2. Perfumes/Fragrance

Again, most perfumes and fragrances that might be used in a topical are nothing to be concerned about, but there is a lot of uncertainty when it comes to the specific ingredients included. The issue is that the specific formulations are protected by trade law, so you can basically never find out what specifically is included. This is why it’s best to opt for topicals that use essential oils if you want something fragranced, because despite some issues with the industry, at least many essential oils tell you exactly what you’re getting.

3. Parabens

Parabens are a common type of preservative used in cosmetics, but there are some concerns about their safety. They are believed to disrupt hormone production due to their similarity to estrogen, and there is some evidence to suggest that they could be linked to breast cancer. Whether this link is found to be genuine with further research is still up for debate, but if you’re looking for cannabis topicals, it makes sense to choose one of the many paraben-free options out there.

Note that the ingredients may list the name of a specific paraben, such as propylparaben, butylparaben or ethylparaben (you can still easily spot them because they have “paraben” at the end of the name).

Good Buying Practices for Cannabis and CBD Products

Clean CBD oil bottle

Looking out for specific ingredients in the product you’re buying is a good idea if you want to avoid potential risk, but generally you can do pretty well by following some more general guidelines.

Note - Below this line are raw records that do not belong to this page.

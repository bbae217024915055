//! Canonical JSON text for hashing simulation configurations.
//!
//! The simulation producer derives run keys from `json.dumps(config,
//! sort_keys=True)`. To address the same runs, the ledger renders
//! configurations byte-for-byte the same way:
//!
//! - object keys sorted by code point, whatever order the map keeps
//! - `", "` between items and `": "` between key and value
//! - every character outside printable ASCII escaped as `\uXXXX`
//!   (lowercase hex, UTF-16 surrogate pairs above the BMP)
//! - floats in shortest round-trip form, switching to exponent notation
//!   below `1e-4` and from `1e16` up, always with a fractional part or an
//!   exponent (`100.0`, `1e-05`, `1e+16`)

use std::fmt::Write as _;

use serde_json::{Number, Value};

/// Render `value` as the producer's canonical configuration text.
pub fn canonical_json(value: &Value) -> String {
    let mut out = String::new();
    push_value(&mut out, value);
    out
}

fn push_value(out: &mut String, value: &Value) {
    match value {
        Value::Null => out.push_str("null"),
        Value::Bool(true) => out.push_str("true"),
        Value::Bool(false) => out.push_str("false"),
        Value::Number(n) => push_number(out, n),
        Value::String(s) => push_string(out, s),
        Value::Array(items) => {
            out.push('[');
            for (i, item) in items.iter().enumerate() {
                if i > 0 {
                    out.push_str(", ");
                }
                push_value(out, item);
            }
            out.push(']');
        }
        Value::Object(map) => {
            let mut entries: Vec<(&String, &Value)> = map.iter().collect();
            entries.sort_unstable_by(|a, b| a.0.cmp(b.0));
            out.push('{');
            for (i, (key, item)) in entries.into_iter().enumerate() {
                if i > 0 {
                    out.push_str(", ");
                }
                push_string(out, key);
                out.push_str(": ");
                push_value(out, item);
            }
            out.push('}');
        }
    }
}

fn push_number(out: &mut String, n: &Number) {
    match n.as_f64() {
        Some(f) if n.is_f64() => push_float(out, f),
        _ => {
            let _ = write!(out, "{n}");
        }
    }
}

fn push_float(out: &mut String, value: f64) {
    // Shortest round-trip digits as `d.ddde±N`.
    let sci = format!("{value:e}");
    let (mantissa, exponent) = sci.split_once('e').unwrap_or((sci.as_str(), "0"));
    let exponent: i32 = exponent.parse().unwrap_or(0);
    let (negative, mantissa) = mantissa
        .strip_prefix('-')
        .map_or((false, mantissa), |rest| (true, rest));
    let digits: String = mantissa.chars().filter(char::is_ascii_digit).collect();

    if negative {
        out.push('-');
    }
    if (-4..16).contains(&exponent) {
        push_fixed(out, &digits, exponent);
    } else {
        let (lead, rest) = digits.split_at(digits.len().min(1));
        out.push_str(lead);
        if !rest.is_empty() {
            out.push('.');
            out.push_str(rest);
        }
        out.push('e');
        out.push(if exponent < 0 { '-' } else { '+' });
        let _ = write!(out, "{:02}", exponent.unsigned_abs());
    }
}

fn push_fixed(out: &mut String, digits: &str, exponent: i32) {
    let magnitude = usize::try_from(exponent.unsigned_abs()).unwrap_or(0);
    if exponent >= 0 {
        let int_len = magnitude.saturating_add(1);
        if digits.len() <= int_len {
            out.push_str(digits);
            out.extend(std::iter::repeat_n('0', int_len.saturating_sub(digits.len())));
            out.push_str(".0");
        } else {
            let (int, frac) = digits.split_at(int_len);
            out.push_str(int);
            out.push('.');
            out.push_str(frac);
        }
    } else {
        out.push_str("0.");
        out.extend(std::iter::repeat_n('0', magnitude.saturating_sub(1)));
        out.push_str(digits);
    }
}

fn push_string(out: &mut String, s: &str) {
    out.push('"');
    for c in s.chars() {
        match c {
            '"' => out.push_str("\\\""),
            '\\' => out.push_str("\\\\"),
            '\n' => out.push_str("\\n"),
            '\r' => out.push_str("\\r"),
            '\t' => out.push_str("\\t"),
            '\u{8}' => out.push_str("\\b"),
            '\u{c}' => out.push_str("\\f"),
            ' '..='~' => out.push(c),
            _ => {
                let mut units = [0_u16; 2];
                for unit in c.encode_utf16(&mut units) {
                    let _ = write!(out, "\\u{unit:04x}");
                }
            }
        }
    }
    out.push('"');
}

#[cfg(test)]
mod tests {
    use serde_json::json;

    use super::*;

    #[test]
    fn separators_and_key_order() {
        let config = json!({"radius": 200, "nanobots": 10});
        assert_eq!(canonical_json(&config), r#"{"nanobots": 10, "radius": 200}"#);
        assert_eq!(canonical_json(&json!({})), "{}");
        assert_eq!(canonical_json(&json!([])), "[]");
    }

    #[test]
    fn floats_follow_shortest_repr() {
        let cases = [
            (100.0, "100.0"),
            (2.5, "2.5"),
            (0.0001, "0.0001"),
            (1e-5, "1e-05"),
            (1e16, "1e+16"),
            (1.5e17, "1.5e+17"),
            (-0.25, "-0.25"),
            (0.0, "0.0"),
            (123_456.789, "123456.789"),
        ];
        for (value, expected) in cases {
            assert_eq!(canonical_json(&json!(value)), expected, "{value}");
        }
    }

    #[test]
    fn non_ascii_is_escaped() {
        let text = json!("Zürich ☃ 😀\u{7f}");
        assert_eq!(
            canonical_json(&text),
            r#""Z\u00fcrich \u2603 \ud83d\ude00\u007f""#
        );
        assert_eq!(canonical_json(&json!("q\"\n\\")), r#""q\"\n\\""#);
    }

    #[test]
    fn nested_structures() {
        let config = json!({
            "name": "Zürich ☃",
            "nested": {"b": [1, 2.5, null, true], "a": "q\"\n"},
            "tiny": 1e-5,
            "big": 1e16,
            "x": 100.0,
            "emoji": "😀",
        });
        assert_eq!(
            canonical_json(&config),
            r#"{"big": 1e+16, "emoji": "\ud83d\ude00", "name": "Z\u00fcrich \u2603", "nested": {"a": "q\"\n", "b": [1, 2.5, null, true]}, "tiny": 1e-05, "x": 100.0}"#
        );
    }
}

  1. CO2 or solventless extraction is best for CBD: If you’re buying CBD products, look for CBD that uses supercritical CO2 or Whole Plant (Cold Pressed) extraction. As well as a pure extract, any residue from the manufacturing will be non-harmful.
  2. Choose American-grown hemp: While you might be able to find more affordable products from other countries, it’s much safer to use a product grown in the US because of established manufacturing standards.
  3. You should be able to view a lab report: On products with extracted cannabinoids, the company you buy from should conduct lab testing for potency and purity (heavy metals, residual solvents, pesticides) and make the information available to consumers.
  4. Don’t go for the cheapest option: Although following the above tips will likely accomplish the same thing, it’s a good idea to avoid the cheapest products you can find. Chances are, they’re grown overseas and likely don’t have the best quality control.
  5. Dosage should be clearly labeled: When you’re buying any cannabis product, you need to know how much you’re getting per ml or per edible. If your CBD oil or edible is vague about how much it actually contains, then it’s better to avoid it.


You always have to be careful as a consumer if you care about quality and safety, and shopping for CBD or cannabis products is no different. Thankfully, there are only relatively few ingredients you need to look out for – unless you’re vaping – and most companies are well aware of customer concerns around them, so it’s usually easy to find alternatives. In fact, if you’re careful enough about who you buy from, you can stay safe without even having to scrutinize full lists of ingredients.